## WORK TASK
If a line in the data below holds the word "HttpTransport", copy it.

(Records drawn from a dataset)
== Segment start ==

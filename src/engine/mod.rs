//! Phase engines
//!
//! [`Engine`] runs the discovery, bruteforce and audit phases over the
//! plugins held for a scan. Plugins are invoked one request at a time and
//! the worker pool is joined after every invocation, so only one plugin's
//! sub-work is ever in flight.

mod audit;
mod bruteforce;
mod discovery;
mod fixed_point;

use crate::error::{Error, PluginError, Result};
use crate::plugin::{Plugin, PluginOutput, PluginResult, PluginTable, PluginType};
use crate::request::FuzzableRequest;
use crate::session::{Phase, Session};
use crate::worklist::Scope;
use std::time::Duration;
use tracing::error;

/// Runs the scan phases against one session
#[derive(Debug)]
pub struct Engine<'a> {
    session: &'a Session,
    plugins: &'a mut PluginTable,
    scope: &'a Scope,
    max_discovery_time: Duration,
}

impl<'a> Engine<'a> {
    /// Engine over the plugins held in `plugins`
    pub fn new(
        session: &'a Session,
        plugins: &'a mut PluginTable,
        scope: &'a Scope,
        max_discovery_time: Duration,
    ) -> Self {
        Self {
            session,
            plugins,
            scope,
            max_discovery_time,
        }
    }

    /// Run one plugin on one request, then wait for the sub-work it spawned
    async fn invoke(&self, plugin: &mut dyn Plugin, request: &FuzzableRequest) -> PluginResult<PluginOutput> {
        self.session.set_current_request(request);
        let result = plugin.run(request).await;
        self.session.tasks().join().await;
        result
    }

    /// Log a plugin failure; fatal ones abort the phase
    fn recover(&self, phase: Phase, plugin: &str, err: PluginError) -> Result<()> {
        match err {
            PluginError::Fatal(err) => Err(err),
            err => {
                error!(%phase, plugin, "{}", err);
                Ok(())
            }
        }
    }

    /// Whether a plugin failure comes from the scan being stopped
    fn stopped_by(&self, err: &PluginError) -> bool {
        self.session.is_stopped() || matches!(err, PluginError::Fatal(Error::ScanStopped))
    }

    /// Ask every auth plugin to log in again if its session was lost
    async fn auth_login(&mut self) -> Result<()> {
        for plugin in self.plugins.get_mut(PluginType::Auth).iter_mut() {
            if plugin.is_logged().await {
                continue;
            }
            if let Err(err) = plugin.login().await {
                match err {
                    PluginError::Fatal(err) => return Err(err),
                    err => error!(plugin = plugin.name(), "Login failed: {}", err),
                }
            }
        }
        Ok(())
    }
}

/// Retire a plugin, logging (not raising) what `end()` reports
pub(crate) fn end_plugin(plugin: &mut dyn Plugin, phase: Phase) {
    if let Err(err) = plugin.end() {
        error!(
            %phase,
            "The plugin \"{}\" raised an error in the end() method: {}",
            plugin.name(),
            err
        );
    }
}

/// End every plugin, returning the first failure
pub(crate) fn end_all(plugins: &mut [Box<dyn Plugin>]) -> Result<()> {
    let mut first = None;
    for plugin in plugins.iter_mut() {
        if let Err(err) = plugin.end() {
            error!(
                "The plugin \"{}\" raised an error in the end() method: {}",
                plugin.name(),
                err
            );
            first.get_or_insert(Error::PluginEnd {
                plugin: plugin.name().to_string(),
                source: Box::new(err),
            });
        }
    }
    first.map_or(Ok(()), Err)
}
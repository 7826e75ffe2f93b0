//! Directory indexing detection

use super::bound;
use crate::kb::{Finding, Severity};
use crate::not_found::is_404;
use crate::plugin::{Plugin, PluginContext, PluginOutput, PluginResult, PluginType};
use crate::request::FuzzableRequest;
use async_trait::async_trait;
use regex::Regex;
use std::collections::HashSet;
use tracing::debug;
use url::Url;

pub(super) const NAME: &str = "directory_listing";

/// Markers of auto-generated directory indexes (Apache, nginx, IIS, Python)
const INDEX_MARKERS: &str = r"(?i)<title>\s*Index of /|<h1>\s*Index of /|Directory listing for /|\[To Parent Directory\]";

/// Requests the directory of every request point and reports the ones
/// served as an auto-generated index
#[derive(Debug, Default)]
pub struct DirectoryListing {
    checked: HashSet<String>,
    context: Option<PluginContext>,
}

#[async_trait]
impl Plugin for DirectoryListing {
    fn name(&self) -> &str {
        NAME
    }

    fn plugin_type(&self) -> PluginType {
        PluginType::Audit
    }

    fn description(&self) -> &str {
        "Find directories with indexing enabled"
    }

    fn bind(&mut self, context: PluginContext) {
        self.context = Some(context);
    }

    async fn run(&mut self, request: &FuzzableRequest) -> PluginResult<PluginOutput> {
        let context = bound(&self.context, NAME)?.clone();
        let Some(directory) = directory_of(request.url()) else {
            return Ok(PluginOutput::none());
        };
        if !self.checked.insert(directory.to_string()) {
            return Ok(PluginOutput::none());
        }

        context.tasks.clone().spawn(async move {
            let response = match context.transport.get(&directory).await {
                Ok(response) => response,
                Err(e) => {
                    debug!("{}: request to {} failed: {}", NAME, directory, e);
                    return;
                }
            };
            if is_404(&context.kb, &response) || !is_index(&response.body) {
                return;
            }
            context.kb.add_finding(&Finding {
                plugin: NAME.to_string(),
                title: "Directory indexing".to_string(),
                url: directory.to_string(),
                severity: Severity::Low,
                description: format!(
                    "The URL \"{}\" has a directory indexing vulnerability.",
                    directory
                ),
            });
        });
        Ok(PluginOutput::none())
    }
}

/// The URL of the directory holding the requested resource
fn directory_of(url: &Url) -> Option<Url> {
    let mut directory = url.join("./").ok()?;
    directory.set_query(None);
    directory.set_fragment(None);
    Some(directory)
}

fn is_index(body: &str) -> bool {
    Regex::new(INDEX_MARKERS).is_ok_and(|markers| markers.is_match(body))
}
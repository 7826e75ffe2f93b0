//! HTTP transport shared by the engine and every plugin
//!
//! The engine only relies on the [`Transport`] trait. [`HttpTransport`] is
//! the reqwest-backed default: it blocks new requests while the scan is
//! paused, aborts queued and in-flight requests once stopped and injects
//! basic-auth credentials found during the scan. Too many connection
//! failures in a row turn into [`Error::TransportFatal`].

use crate::config::HttpSettings;
use crate::error::{Error, Result};
use crate::request::FuzzableRequest;
use async_trait::async_trait;
use reqwest::Client;
use std::collections::HashMap;
use std::fmt;
use std::sync::atomic::{AtomicU32, Ordering};
use std::sync::{Arc, RwLock};
use std::time::Duration;
use tokio::sync::watch;
use tracing::debug;
use url::Url;

/// Shared handle to the scan transport
pub type SharedTransport = Arc<dyn Transport>;

/// Builds a fresh transport; used at scan end to replace the closed one
pub type TransportFactory = Arc<dyn Fn() -> Result<SharedTransport> + Send + Sync>;

/// A received HTTP response
#[derive(Debug, Clone, PartialEq, Eq)]
pub struct HttpResponse {
    /// Final URL (after redirects)
    pub url: Url,
    /// Status code
    pub status: u16,
    /// Response headers, names lower-cased
    pub headers: Vec<(String, String)>,
    /// Decoded body
    pub body: String,
}

impl HttpResponse {
    /// First header value with the given (case-insensitive) name
    pub fn header(&self, name: &str) -> Option<&str> {
        self.headers
            .iter()
            .find(|(k, _)| k.eq_ignore_ascii_case(name))
            .map(|(_, v)| v.as_str())
    }

    /// Whether the body is an HTML document
    pub fn is_html(&self) -> bool {
        match self.header("content-type") {
            Some(content_type) => content_type.contains("html"),
            None => self.body.trim_start().starts_with('<'),
        }
    }
}

/// Request execution contract consumed by the engine
#[async_trait]
pub trait Transport: Send + Sync + fmt::Debug {
    /// Send a fuzzable request
    async fn send(&self, request: &FuzzableRequest) -> Result<HttpResponse>;

    /// GET a URL
    async fn get(&self, url: &Url) -> Result<HttpResponse> {
        self.send(&FuzzableRequest::get(url.clone())).await
    }

    /// Use basic-auth credentials for every request to the URL's origin
    fn set_basic_auth(&self, url: &Url, username: &str, password: &str);

    /// Block (or release) new outbound requests
    fn pause(&self, paused: bool);

    /// Abort queued and in-flight requests; later requests fail
    fn stop(&self);

    /// Release resources held for the scan
    fn end(&self);
}

/// reqwest-backed transport
pub struct HttpTransport {
    client: Client,
    headers: Vec<(String, String)>,
    credentials: RwLock<HashMap<String, (String, String)>>,
    max_errors: u32,
    errors: AtomicU32,
    paused: watch::Sender<bool>,
    stopped: watch::Sender<bool>,
}

impl fmt::Debug for HttpTransport {
    fn fmt(&self, f: &mut fmt::Formatter<'_>) -> fmt::Result {
        f.debug_struct("HttpTransport")
            .field("paused", &*self.paused.borrow())
            .field("stopped", &*self.stopped.borrow())
            .field("errors", &self.errors.load(Ordering::SeqCst))
            .finish()
    }
}

impl HttpTransport {
    /// Create a transport from the HTTP settings
    pub fn new(settings: &HttpSettings) -> Result<Self> {
        let client = Client::builder()
            .user_agent(settings.user_agent.as_str())
            .timeout(Duration::from_secs(settings.timeout_secs))
            .cookie_store(true)
            .danger_accept_invalid_certs(false)
            .build()
            .map_err(|e| Error::HttpClient(e.to_string()))?;

        Ok(Self {
            client,
            headers: settings
                .headers
                .iter()
                .map(|(k, v)| (k.clone(), v.clone()))
                .collect(),
            credentials: RwLock::new(HashMap::new()),
            max_errors: settings.max_consecutive_errors,
            errors: AtomicU32::new(0),
            paused: watch::channel(false).0,
            stopped: watch::channel(false).0,
        })
    }

    /// Factory producing fresh transports with the same settings
    pub fn factory(settings: HttpSettings) -> TransportFactory {
        Arc::new(move || Ok(Arc::new(HttpTransport::new(&settings)?) as SharedTransport))
    }

    /// Whether new requests are currently held back
    pub fn is_paused(&self) -> bool {
        *self.paused.borrow()
    }

    /// Whether the transport was stopped
    pub fn is_stopped(&self) -> bool {
        *self.stopped.borrow()
    }

    fn credentials_for(&self, url: &Url) -> Option<(String, String)> {
        let credentials = self.credentials.read().unwrap_or_else(|e| e.into_inner());
        credentials.get(&url.origin().ascii_serialization()).cloned()
    }

    /// Count a failed request; a target that keeps refusing is gone
    fn failed(&self, err: reqwest::Error) -> Error {
        if !(err.is_connect() || err.is_timeout()) {
            return Error::HttpRequest(err.to_string());
        }
        let count = self.errors.fetch_add(1, Ordering::SeqCst) + 1;
        if self.max_errors > 0 && count >= self.max_errors {
            return Error::TransportFatal(format!(
                "{} requests in a row failed, last error: {}",
                count, err
            ));
        }
        Error::HttpRequest(err.to_string())
    }

    async fn wait_while_paused(&self) -> Result<()> {
        tokio::select! {
            _ = wait_until(self.paused.subscribe(), false) => Ok(()),
            _ = wait_until(self.stopped.subscribe(), true) => Err(Error::ScanStopped),
        }
    }

    async fn execute(&self, request: &FuzzableRequest) -> Result<HttpResponse> {
        let mut builder = match request.method() {
            "POST" => self.client.post(request.url().as_str()).form(request.params()),
            method => {
                let method = reqwest::Method::from_bytes(method.as_bytes())
                    .map_err(|e| Error::HttpRequest(e.to_string()))?;
                self.client.request(method, request.url().as_str())
            }
        };
        for (name, value) in self.headers.iter().chain(request.headers()) {
            builder = builder.header(name.as_str(), value.as_str());
        }
        if let Some((username, password)) = self.credentials_for(request.url()) {
            builder = builder.basic_auth(username, Some(password));
        }

        let response = builder.send().await.map_err(|e| self.failed(e))?;
        self.errors.store(0, Ordering::SeqCst);

        let url = response.url().clone();
        let status = response.status().as_u16();
        let headers = response
            .headers()
            .iter()
            .filter_map(|(name, value)| {
                Some((name.as_str().to_ascii_lowercase(), value.to_str().ok()?.to_string()))
            })
            .collect();
        let body = response
            .text()
            .await
            .map_err(|e| Error::HttpRequest(e.to_string()))?;

        Ok(HttpResponse {
            url,
            status,
            headers,
            body,
        })
    }
}

/// Resolve once the watched flag equals `expected`
async fn wait_until(mut flag: watch::Receiver<bool>, expected: bool) {
    let _ = flag.wait_for(|value| *value == expected).await;
}

#[async_trait]
impl Transport for HttpTransport {
    async fn send(&self, request: &FuzzableRequest) -> Result<HttpResponse> {
        self.wait_while_paused().await?;
        if self.is_stopped() {
            return Err(Error::ScanStopped);
        }

        tokio::select! {
            response = self.execute(request) => response,
            _ = wait_until(self.stopped.subscribe(), true) => Err(Error::ScanStopped),
        }
    }

    fn set_basic_auth(&self, url: &Url, username: &str, password: &str) {
        debug!("Using basic authentication credentials for {}", url);
        self.credentials
            .write()
            .unwrap_or_else(|e| e.into_inner())
            .insert(
                url.origin().ascii_serialization(),
                (username.to_string(), password.to_string()),
            );
    }

    fn pause(&self, paused: bool) {
        self.paused.send_replace(paused);
    }

    fn stop(&self) {
        self.stopped.send_replace(true);
    }

    fn end(&self) {
        self.stop();
        self.credentials
            .write()
            .unwrap_or_else(|e| e.into_inner())
            .clear();
    }
}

== Segment end ==

## EXERCISE RESULT
//! The engine only relies on the [`Transport`] trait. [`HttpTransport`] is
pub struct HttpTransport {
impl fmt::Debug for HttpTransport {
        f.debug_struct("HttpTransport")
impl HttpTransport {
        Arc::new(move || Ok(Arc::new(HttpTransport::new(&settings)?) as SharedTransport))
impl Transport for HttpTransport {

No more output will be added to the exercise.